Old 08-31-2018, 05:09 AM
  # 13 (permalink)  
Hawking22
Member
 
Join Date: Aug 2017
Location: California
Posts: 182
I know how you feel, I really do...it's what kept me drinking for much longer than I should have...even when I did end up alone on my island, drinking by myself on the patio at night. It's all I had, and damn, was it good to be numb....at least I thought it was...I've currently never been faced with more debt and financial consequences, I have like no friends basically, I'm unemployed having messed up my career opportunities not once but twice in the last nine months, I'm going through all these weird GI issues with no insurance basically and I don't have any family to lean on. Sitting here at 58 days, and I still wouldn't trade it to go back.

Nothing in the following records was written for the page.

//! Twitter API module.
//!
//! This module provides:
//! - HTTP client for the v1.1 REST API
//! - App-only (bearer token) authentication
//! - API response types

pub mod auth;
pub mod client;
pub mod types;

pub use client::{build_http_client, TwitterApi, UserRef, API_BASE};
pub use types::*;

I'm definitely not in the best situation or the best version of myself, but holy hell, I never knew sobriety would feel this good. Yes, the mental clarity, the way lowered anxiety (didn't realize how impactful the booze was on that!) and the not having to do damage control over my actions is gold. But the biggest gift I've found is I'm noticing I actually give a crap about myself. I'm actually acting in self-preservation subconsciously instead of having a "who gives a crap?" eff the world, cynical attitude. That gives me hope that life is worth living, that I won't feel like every day is a punishment and I'm stuck here for another X amount of years. And I'm finally excited for something, even if it is getting my gassy, unemployed, lonely ass down this sober journey. I used to roll my eyes when people would post on here or tell me in AA, "no trust me, it's so much better sober, whatever you have going on is so much better to handle sober". Yeah, okay...try my life and meet me. But I'm laughing because IT'S TRUE!!

Our ego ("You haven't met my problem, my situation is different"), our fear ("it's not going to work, I can't possibly face this") and our pride ("Why do I have to change? I'm not climbing that wall, the wall should move for me") are our biggest obstacles to our disease and most problems in general. Do a 180 and challenge yourself to fight them.

I'm glad you're on here and posting and reaching out. Drink if you must, but that inner voice and nagging realization isn't going to go away, it's pushing you to where you need to be. I say cheers to a new thirst...I would bet you won't regret it.